(Data section)
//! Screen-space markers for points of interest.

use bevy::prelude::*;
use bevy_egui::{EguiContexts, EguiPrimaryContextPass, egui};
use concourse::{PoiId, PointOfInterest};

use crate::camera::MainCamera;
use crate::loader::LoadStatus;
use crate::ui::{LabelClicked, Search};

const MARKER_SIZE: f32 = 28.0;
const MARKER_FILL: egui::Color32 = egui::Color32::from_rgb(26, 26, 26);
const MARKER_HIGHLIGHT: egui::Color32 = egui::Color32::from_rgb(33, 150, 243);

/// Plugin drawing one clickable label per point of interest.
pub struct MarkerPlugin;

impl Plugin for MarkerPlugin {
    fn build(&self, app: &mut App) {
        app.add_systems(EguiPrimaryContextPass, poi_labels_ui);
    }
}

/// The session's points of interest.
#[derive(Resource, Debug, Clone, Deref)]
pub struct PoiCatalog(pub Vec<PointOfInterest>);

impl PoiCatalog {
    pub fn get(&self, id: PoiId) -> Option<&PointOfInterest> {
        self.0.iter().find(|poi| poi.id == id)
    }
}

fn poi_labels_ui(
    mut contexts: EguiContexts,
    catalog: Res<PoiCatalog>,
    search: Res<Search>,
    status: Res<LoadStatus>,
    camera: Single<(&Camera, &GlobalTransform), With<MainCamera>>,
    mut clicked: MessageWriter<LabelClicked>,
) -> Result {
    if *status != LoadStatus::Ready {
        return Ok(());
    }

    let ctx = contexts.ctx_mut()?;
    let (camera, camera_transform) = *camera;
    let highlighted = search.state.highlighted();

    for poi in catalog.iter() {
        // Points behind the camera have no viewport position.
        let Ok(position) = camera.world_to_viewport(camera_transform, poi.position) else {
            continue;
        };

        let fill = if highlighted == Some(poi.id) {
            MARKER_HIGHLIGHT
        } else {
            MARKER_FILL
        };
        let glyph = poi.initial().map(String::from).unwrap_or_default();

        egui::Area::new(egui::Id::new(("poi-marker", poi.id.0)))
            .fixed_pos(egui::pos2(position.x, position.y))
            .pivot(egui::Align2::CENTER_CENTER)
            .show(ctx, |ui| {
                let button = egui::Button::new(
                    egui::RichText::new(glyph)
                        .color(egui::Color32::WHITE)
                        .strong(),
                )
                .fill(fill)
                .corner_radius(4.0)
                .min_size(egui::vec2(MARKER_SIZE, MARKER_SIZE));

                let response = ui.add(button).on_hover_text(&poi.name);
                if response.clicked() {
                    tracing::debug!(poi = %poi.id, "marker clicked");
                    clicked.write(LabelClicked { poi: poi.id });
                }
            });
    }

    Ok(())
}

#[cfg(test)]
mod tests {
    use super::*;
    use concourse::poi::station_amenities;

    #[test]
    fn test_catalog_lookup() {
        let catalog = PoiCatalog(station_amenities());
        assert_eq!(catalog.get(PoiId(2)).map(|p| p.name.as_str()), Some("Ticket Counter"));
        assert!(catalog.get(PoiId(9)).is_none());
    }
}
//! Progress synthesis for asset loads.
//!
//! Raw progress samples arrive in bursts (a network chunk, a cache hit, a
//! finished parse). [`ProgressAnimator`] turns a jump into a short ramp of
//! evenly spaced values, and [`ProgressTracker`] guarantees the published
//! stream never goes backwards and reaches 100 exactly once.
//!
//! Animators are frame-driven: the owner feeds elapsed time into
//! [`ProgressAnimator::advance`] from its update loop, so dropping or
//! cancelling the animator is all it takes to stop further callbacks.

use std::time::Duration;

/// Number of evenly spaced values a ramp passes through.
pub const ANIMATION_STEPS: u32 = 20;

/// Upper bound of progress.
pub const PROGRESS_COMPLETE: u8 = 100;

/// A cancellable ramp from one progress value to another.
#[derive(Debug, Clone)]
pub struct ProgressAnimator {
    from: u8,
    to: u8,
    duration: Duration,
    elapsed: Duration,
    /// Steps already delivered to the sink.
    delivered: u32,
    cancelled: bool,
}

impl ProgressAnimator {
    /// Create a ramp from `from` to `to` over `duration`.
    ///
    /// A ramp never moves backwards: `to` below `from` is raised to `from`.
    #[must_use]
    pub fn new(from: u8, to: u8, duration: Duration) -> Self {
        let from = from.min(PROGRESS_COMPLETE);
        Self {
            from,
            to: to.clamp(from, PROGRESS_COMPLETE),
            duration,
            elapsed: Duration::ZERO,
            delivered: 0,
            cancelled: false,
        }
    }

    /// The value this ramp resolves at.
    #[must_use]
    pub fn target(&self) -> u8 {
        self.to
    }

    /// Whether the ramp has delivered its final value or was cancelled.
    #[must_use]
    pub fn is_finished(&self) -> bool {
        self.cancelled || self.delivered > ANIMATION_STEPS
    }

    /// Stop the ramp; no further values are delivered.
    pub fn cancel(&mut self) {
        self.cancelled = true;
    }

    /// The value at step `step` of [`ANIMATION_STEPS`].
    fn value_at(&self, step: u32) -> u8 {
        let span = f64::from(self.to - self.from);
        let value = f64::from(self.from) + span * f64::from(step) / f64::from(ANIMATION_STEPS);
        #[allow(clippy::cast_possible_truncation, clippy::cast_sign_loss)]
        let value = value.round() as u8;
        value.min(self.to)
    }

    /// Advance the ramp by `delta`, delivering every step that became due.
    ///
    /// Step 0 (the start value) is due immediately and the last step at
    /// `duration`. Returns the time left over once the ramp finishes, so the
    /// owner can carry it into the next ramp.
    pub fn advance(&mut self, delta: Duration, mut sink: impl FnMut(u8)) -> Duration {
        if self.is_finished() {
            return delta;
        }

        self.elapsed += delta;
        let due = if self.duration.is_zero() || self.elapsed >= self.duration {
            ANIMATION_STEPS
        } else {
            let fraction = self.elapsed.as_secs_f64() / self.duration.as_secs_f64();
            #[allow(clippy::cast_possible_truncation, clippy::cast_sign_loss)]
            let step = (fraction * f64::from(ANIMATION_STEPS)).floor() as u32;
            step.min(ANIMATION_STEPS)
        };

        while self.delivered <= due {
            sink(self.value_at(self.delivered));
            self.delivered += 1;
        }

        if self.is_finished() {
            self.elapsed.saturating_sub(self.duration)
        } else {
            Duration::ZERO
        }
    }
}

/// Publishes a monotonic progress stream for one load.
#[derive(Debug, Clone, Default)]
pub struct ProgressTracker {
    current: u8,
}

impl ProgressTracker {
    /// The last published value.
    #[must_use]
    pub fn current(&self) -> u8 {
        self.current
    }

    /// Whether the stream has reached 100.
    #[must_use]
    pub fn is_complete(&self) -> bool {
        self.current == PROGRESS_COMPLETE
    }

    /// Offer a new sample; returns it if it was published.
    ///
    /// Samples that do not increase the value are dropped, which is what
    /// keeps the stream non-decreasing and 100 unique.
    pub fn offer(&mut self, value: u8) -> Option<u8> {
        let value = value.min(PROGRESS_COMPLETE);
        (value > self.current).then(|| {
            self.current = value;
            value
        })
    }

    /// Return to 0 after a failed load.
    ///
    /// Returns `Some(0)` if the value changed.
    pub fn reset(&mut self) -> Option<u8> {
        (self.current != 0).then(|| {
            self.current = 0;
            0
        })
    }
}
(End Data section)
_Action item_
Could you write the whole listing out again, line for line?

_Problem solution_
//! Screen-space markers for points of interest.

use bevy::prelude::*;
use bevy_egui::{EguiContexts, EguiPrimaryContextPass, egui};
use concourse::{PoiId, PointOfInterest};

use crate::camera::MainCamera;
use crate::loader::LoadStatus;
use crate::ui::{LabelClicked, Search};

const MARKER_SIZE: f32 = 28.0;
const MARKER_FILL: egui::Color32 = egui::Color32::from_rgb(26, 26, 26);
const MARKER_HIGHLIGHT: egui::Color32 = egui::Color32::from_rgb(33, 150, 243);

/// Plugin drawing one clickable label per point of interest.
pub struct MarkerPlugin;

impl Plugin for MarkerPlugin {
    fn build(&self, app: &mut App) {
        app.add_systems(EguiPrimaryContextPass, poi_labels_ui);
    }
}

/// The session's points of interest.
#[derive(Resource, Debug, Clone, Deref)]
pub struct PoiCatalog(pub Vec<PointOfInterest>);

impl PoiCatalog {
    pub fn get(&self, id: PoiId) -> Option<&PointOfInterest> {
        self.0.iter().find(|poi| poi.id == id)
    }
}

fn poi_labels_ui(
    mut contexts: EguiContexts,
    catalog: Res<PoiCatalog>,
    search: Res<Search>,
    status: Res<LoadStatus>,
    camera: Single<(&Camera, &GlobalTransform), With<MainCamera>>,
    mut clicked: MessageWriter<LabelClicked>,
) -> Result {
    if *status != LoadStatus::Ready {
        return Ok(());
    }

    let ctx = contexts.ctx_mut()?;
    let (camera, camera_transform) = *camera;
    let highlighted = search.state.highlighted();

    for poi in catalog.iter() {
        // Points behind the camera have no viewport position.
        let Ok(position) = camera.world_to_viewport(camera_transform, poi.position) else {
            continue;
        };

        let fill = if highlighted == Some(poi.id) {
            MARKER_HIGHLIGHT
        } else {
            MARKER_FILL
        };
        let glyph = poi.initial().map(String::from).unwrap_or_default();

        egui::Area::new(egui::Id::new(("poi-marker", poi.id.0)))
            .fixed_pos(egui::pos2(position.x, position.y))
            .pivot(egui::Align2::CENTER_CENTER)
            .show(ctx, |ui| {
                let button = egui::Button::new(
                    egui::RichText::new(glyph)
                        .color(egui::Color32::WHITE)
                        .strong(),
                )
                .fill(fill)
                .corner_radius(4.0)
                .min_size(egui::vec2(MARKER_SIZE, MARKER_SIZE));

                let response = ui.add(button).on_hover_text(&poi.name);
                if response.clicked() {
                    tracing::debug!(poi = %poi.id, "marker clicked");
                    clicked.write(LabelClicked { poi: poi.id });
                }
            });
    }

    Ok(())
}

#[cfg(test)]
mod tests {
    use super::*;
    use concourse::poi::station_amenities;

    #[test]
    fn test_catalog_lookup() {
        let catalog = PoiCatalog(station_amenities());
        assert_eq!(catalog.get(PoiId(2)).map(|p| p.name.as_str()), Some("Ticket Counter"));
        assert!(catalog.get(PoiId(9)).is_none());
    }
}
//! Progress synthesis for asset loads.
//!
//! Raw progress samples arrive in bursts (a network chunk, a cache hit, a
//! finished parse). [`ProgressAnimator`] turns a jump into a short ramp of
//! evenly spaced values, and [`ProgressTracker`] guarantees the published
//! stream never goes backwards and reaches 100 exactly once.
//!
//! Animators are frame-driven: the owner feeds elapsed time into
//! [`ProgressAnimator::advance`] from its update loop, so dropping or
//! cancelling the animator is all it takes to stop further callbacks.

use std::time::Duration;

/// Number of evenly spaced values a ramp passes through.
pub const ANIMATION_STEPS: u32 = 20;

/// Upper bound of progress.
pub const PROGRESS_COMPLETE: u8 = 100;

/// A cancellable ramp from one progress value to another.
#[derive(Debug, Clone)]
pub struct ProgressAnimator {
    from: u8,
    to: u8,
    duration: Duration,
    elapsed: Duration,
    /// Steps already delivered to the sink.
    delivered: u32,
    cancelled: bool,
}

impl ProgressAnimator {
    /// Create a ramp from `from` to `to` over `duration`.
    ///
    /// A ramp never moves backwards: `to` below `from` is raised to `from`.
    #[must_use]
    pub fn new(from: u8, to: u8, duration: Duration) -> Self {
        let from = from.min(PROGRESS_COMPLETE);
        Self {
            from,
            to: to.clamp(from, PROGRESS_COMPLETE),
            duration,
            elapsed: Duration::ZERO,
            delivered: 0,
            cancelled: false,
        }
    }

    /// The value this ramp resolves at.
    #[must_use]
    pub fn target(&self) -> u8 {
        self.to
    }

    /// Whether the ramp has delivered its final value or was cancelled.
    #[must_use]
    pub fn is_finished(&self) -> bool {
        self.cancelled || self.delivered > ANIMATION_STEPS
    }

    /// Stop the ramp; no further values are delivered.
    pub fn cancel(&mut self) {
        self.cancelled = true;
    }

    /// The value at step `step` of [`ANIMATION_STEPS`].
    fn value_at(&self, step: u32) -> u8 {
        let span = f64::from(self.to - self.from);
        let value = f64::from(self.from) + span * f64::from(step) / f64::from(ANIMATION_STEPS);
        #[allow(clippy::cast_possible_truncation, clippy::cast_sign_loss)]
        let value = value.round() as u8;
        value.min(self.to)
    }

    /// Advance the ramp by `delta`, delivering every step that became due.
    ///
    /// Step 0 (the start value) is due immediately and the last step at
    /// `duration`. Returns the time left over once the ramp finishes, so the
    /// owner can carry it into the next ramp.
    pub fn advance(&mut self, delta: Duration, mut sink: impl FnMut(u8)) -> Duration {
        if self.is_finished() {
            return delta;
        }

        self.elapsed += delta;
        let due = if self.duration.is_zero() || self.elapsed >= self.duration {
            ANIMATION_STEPS
        } else {
            let fraction = self.elapsed.as_secs_f64() / self.duration.as_secs_f64();
            #[allow(clippy::cast_possible_truncation, clippy::cast_sign_loss)]
            let step = (fraction * f64::from(ANIMATION_STEPS)).floor() as u32;
            step.min(ANIMATION_STEPS)
        };

        while self.delivered <= due {
            sink(self.value_at(self.delivered));
            self.delivered += 1;
        }

        if self.is_finished() {
            self.elapsed.saturating_sub(self.duration)
        } else {
            Duration::ZERO
        }
    }
}

/// Publishes a monotonic progress stream for one load.
#[derive(Debug, Clone, Default)]
pub struct ProgressTracker {
    current: u8,
}

impl ProgressTracker {
    /// The last published value.
    #[must_use]
    pub fn current(&self) -> u8 {
        self.current
    }

    /// Whether the stream has reached 100.
    #[must_use]
    pub fn is_complete(&self) -> bool {
        self.current == PROGRESS_COMPLETE
    }

    /// Offer a new sample; returns it if it was published.
    ///
    /// Samples that do not increase the value are dropped, which is what
    /// keeps the stream non-decreasing and 100 unique.
    pub fn offer(&mut self, value: u8) -> Option<u8> {
        let value = value.min(PROGRESS_COMPLETE);
        (value > self.current).then(|| {
            self.current = value;
            value
        })
    }

    /// Return to 0 after a failed load.
    ///
    /// Returns `Some(0)` if the value changed.
    pub fn reset(&mut self) -> Option<u8> {
        (self.current != 0).then(|| {
            self.current = 0;
            0
        })
    }
}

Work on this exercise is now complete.